## Work item
Please repeat the lines below exactly. Begin with the line containing "a seeded shuffle" and go on through the line containing "clock-derived one salted".

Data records
________________________
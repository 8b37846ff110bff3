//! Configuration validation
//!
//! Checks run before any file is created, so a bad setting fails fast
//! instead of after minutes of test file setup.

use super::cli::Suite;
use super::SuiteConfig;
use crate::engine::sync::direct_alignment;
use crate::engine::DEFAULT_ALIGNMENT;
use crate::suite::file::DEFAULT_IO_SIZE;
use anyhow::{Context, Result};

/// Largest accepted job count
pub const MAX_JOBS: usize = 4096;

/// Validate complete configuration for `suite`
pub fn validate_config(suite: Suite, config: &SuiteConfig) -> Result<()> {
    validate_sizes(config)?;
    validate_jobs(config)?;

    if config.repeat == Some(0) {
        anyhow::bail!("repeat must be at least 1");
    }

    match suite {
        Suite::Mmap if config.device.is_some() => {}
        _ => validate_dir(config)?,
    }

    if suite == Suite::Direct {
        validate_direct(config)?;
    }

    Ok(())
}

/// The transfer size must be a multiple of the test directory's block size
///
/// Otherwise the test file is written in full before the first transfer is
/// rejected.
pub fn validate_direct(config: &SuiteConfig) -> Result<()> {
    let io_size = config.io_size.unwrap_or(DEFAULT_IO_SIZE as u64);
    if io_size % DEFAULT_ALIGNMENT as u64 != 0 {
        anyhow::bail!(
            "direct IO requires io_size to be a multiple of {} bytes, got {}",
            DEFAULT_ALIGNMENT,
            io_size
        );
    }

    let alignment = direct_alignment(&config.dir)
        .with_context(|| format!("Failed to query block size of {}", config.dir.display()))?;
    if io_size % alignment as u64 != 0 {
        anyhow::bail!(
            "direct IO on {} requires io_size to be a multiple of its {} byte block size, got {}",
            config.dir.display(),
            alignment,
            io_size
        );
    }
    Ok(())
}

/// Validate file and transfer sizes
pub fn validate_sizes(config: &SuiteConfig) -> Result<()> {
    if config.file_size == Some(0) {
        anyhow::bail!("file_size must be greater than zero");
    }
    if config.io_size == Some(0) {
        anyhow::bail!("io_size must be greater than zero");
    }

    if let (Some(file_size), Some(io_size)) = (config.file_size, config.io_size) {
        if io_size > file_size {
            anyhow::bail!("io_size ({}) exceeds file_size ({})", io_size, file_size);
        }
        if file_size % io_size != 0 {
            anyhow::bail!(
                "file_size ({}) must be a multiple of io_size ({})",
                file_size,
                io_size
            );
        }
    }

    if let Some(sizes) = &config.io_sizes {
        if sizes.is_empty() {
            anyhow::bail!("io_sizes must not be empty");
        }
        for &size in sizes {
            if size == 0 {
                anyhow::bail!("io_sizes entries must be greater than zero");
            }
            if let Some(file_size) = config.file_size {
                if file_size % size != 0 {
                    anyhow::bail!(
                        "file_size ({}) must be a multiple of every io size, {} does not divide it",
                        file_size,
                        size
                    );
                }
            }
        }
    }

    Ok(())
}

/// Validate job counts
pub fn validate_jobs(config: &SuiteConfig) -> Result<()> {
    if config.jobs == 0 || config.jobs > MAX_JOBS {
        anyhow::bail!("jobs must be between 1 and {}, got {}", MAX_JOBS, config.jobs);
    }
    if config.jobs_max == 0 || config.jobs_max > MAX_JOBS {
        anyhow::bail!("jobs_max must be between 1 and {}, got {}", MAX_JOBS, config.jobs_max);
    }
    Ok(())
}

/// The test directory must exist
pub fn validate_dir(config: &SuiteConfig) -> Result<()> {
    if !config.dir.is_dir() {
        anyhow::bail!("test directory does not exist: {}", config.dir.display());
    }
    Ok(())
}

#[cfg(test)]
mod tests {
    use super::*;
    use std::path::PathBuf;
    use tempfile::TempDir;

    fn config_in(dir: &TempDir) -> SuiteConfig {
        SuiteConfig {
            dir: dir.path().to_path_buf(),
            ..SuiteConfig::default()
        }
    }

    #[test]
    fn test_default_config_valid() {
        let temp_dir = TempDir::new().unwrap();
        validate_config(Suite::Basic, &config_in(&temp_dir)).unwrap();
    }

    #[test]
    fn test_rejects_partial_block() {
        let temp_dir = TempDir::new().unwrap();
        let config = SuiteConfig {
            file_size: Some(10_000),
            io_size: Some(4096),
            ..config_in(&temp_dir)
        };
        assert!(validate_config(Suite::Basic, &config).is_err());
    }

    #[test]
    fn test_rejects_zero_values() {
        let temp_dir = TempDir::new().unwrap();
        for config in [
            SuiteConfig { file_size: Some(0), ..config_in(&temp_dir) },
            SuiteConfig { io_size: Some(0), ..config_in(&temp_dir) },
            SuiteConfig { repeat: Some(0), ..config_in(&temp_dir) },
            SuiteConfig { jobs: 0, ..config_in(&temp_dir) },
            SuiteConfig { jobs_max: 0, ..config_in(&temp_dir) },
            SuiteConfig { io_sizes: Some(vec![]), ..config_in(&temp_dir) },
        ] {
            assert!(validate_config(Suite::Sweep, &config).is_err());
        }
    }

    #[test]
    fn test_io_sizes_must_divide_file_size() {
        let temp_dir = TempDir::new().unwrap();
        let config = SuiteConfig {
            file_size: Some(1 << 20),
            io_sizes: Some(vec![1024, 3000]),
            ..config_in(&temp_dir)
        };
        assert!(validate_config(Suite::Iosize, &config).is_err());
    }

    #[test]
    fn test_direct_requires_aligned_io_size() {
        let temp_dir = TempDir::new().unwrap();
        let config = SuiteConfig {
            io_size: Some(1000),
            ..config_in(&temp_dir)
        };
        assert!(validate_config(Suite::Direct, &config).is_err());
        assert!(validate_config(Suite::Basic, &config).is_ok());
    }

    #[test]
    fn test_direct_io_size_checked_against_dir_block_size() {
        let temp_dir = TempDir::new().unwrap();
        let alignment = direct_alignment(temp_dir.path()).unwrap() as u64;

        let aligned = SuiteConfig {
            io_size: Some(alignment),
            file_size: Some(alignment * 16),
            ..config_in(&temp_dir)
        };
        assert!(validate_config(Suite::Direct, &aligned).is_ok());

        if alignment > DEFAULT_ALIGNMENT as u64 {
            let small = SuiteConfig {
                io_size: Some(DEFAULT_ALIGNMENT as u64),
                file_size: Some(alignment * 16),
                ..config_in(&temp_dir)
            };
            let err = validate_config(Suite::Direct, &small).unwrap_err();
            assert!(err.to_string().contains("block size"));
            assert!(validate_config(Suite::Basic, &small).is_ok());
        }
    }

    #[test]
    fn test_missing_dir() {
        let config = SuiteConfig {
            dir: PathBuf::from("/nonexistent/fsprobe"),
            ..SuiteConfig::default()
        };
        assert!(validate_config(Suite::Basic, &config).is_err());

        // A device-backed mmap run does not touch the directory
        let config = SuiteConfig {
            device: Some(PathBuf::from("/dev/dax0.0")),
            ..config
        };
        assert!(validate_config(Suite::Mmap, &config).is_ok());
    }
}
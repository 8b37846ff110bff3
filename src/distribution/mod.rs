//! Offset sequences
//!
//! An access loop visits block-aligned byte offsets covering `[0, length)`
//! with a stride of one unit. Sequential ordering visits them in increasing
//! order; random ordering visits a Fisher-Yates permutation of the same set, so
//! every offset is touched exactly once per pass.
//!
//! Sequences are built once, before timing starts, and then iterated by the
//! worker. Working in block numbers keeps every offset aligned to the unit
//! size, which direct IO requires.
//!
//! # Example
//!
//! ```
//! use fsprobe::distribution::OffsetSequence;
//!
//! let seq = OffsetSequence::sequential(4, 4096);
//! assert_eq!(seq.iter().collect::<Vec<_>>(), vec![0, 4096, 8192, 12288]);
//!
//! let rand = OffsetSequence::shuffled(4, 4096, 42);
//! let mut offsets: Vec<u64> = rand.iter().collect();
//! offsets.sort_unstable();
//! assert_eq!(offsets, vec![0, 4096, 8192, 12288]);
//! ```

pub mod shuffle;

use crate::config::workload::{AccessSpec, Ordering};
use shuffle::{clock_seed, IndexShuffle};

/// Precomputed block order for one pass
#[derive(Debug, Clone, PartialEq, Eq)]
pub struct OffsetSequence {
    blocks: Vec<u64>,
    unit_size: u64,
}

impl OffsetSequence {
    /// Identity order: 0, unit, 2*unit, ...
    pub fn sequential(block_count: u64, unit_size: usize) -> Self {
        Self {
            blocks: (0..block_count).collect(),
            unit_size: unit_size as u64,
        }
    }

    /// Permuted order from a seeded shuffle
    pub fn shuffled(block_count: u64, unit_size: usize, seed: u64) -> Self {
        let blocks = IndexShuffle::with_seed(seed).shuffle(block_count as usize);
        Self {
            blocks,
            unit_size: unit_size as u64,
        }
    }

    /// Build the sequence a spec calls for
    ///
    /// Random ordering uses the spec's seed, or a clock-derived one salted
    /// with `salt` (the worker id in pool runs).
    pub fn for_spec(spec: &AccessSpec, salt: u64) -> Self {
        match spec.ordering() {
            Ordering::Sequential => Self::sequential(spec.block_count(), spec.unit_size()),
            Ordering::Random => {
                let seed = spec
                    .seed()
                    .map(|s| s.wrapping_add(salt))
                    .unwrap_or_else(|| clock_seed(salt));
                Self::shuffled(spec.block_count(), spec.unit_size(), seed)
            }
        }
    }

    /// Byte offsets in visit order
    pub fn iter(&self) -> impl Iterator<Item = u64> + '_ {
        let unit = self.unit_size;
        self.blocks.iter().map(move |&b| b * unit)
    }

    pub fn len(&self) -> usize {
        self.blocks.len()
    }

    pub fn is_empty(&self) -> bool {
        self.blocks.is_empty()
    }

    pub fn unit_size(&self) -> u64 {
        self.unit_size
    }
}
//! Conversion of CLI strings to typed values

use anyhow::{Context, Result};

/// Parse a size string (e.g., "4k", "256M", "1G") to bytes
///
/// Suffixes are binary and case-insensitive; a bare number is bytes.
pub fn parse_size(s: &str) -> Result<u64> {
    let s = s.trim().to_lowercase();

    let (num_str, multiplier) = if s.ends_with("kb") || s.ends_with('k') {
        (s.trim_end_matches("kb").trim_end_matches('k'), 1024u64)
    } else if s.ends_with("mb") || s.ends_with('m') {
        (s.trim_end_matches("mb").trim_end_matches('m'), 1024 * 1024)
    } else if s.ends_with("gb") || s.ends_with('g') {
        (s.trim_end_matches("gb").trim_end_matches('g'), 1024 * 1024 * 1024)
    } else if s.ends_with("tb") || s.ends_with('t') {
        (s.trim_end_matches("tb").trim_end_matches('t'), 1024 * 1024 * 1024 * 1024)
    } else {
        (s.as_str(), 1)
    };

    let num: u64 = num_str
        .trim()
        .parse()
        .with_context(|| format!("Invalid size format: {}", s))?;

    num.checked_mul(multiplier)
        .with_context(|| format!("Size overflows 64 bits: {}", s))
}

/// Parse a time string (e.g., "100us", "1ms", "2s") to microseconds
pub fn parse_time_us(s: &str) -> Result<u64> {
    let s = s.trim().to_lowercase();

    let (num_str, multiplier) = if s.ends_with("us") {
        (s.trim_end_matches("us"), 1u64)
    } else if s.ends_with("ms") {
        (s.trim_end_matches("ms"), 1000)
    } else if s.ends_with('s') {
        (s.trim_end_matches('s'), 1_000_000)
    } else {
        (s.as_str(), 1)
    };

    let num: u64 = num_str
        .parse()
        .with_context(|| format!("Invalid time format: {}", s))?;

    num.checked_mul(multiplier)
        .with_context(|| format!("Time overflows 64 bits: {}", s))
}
________________________
## Answer
    /// Permuted order from a seeded shuffle
    pub fn shuffled(block_count: u64, unit_size: usize, seed: u64) -> Self {
        let blocks = IndexShuffle::with_seed(seed).shuffle(block_count as usize);
        Self {
            blocks,
            unit_size: unit_size as u64,
        }
    }

    /// Build the sequence a spec calls for
    ///
    /// Random ordering uses the spec's seed, or a clock-derived one salted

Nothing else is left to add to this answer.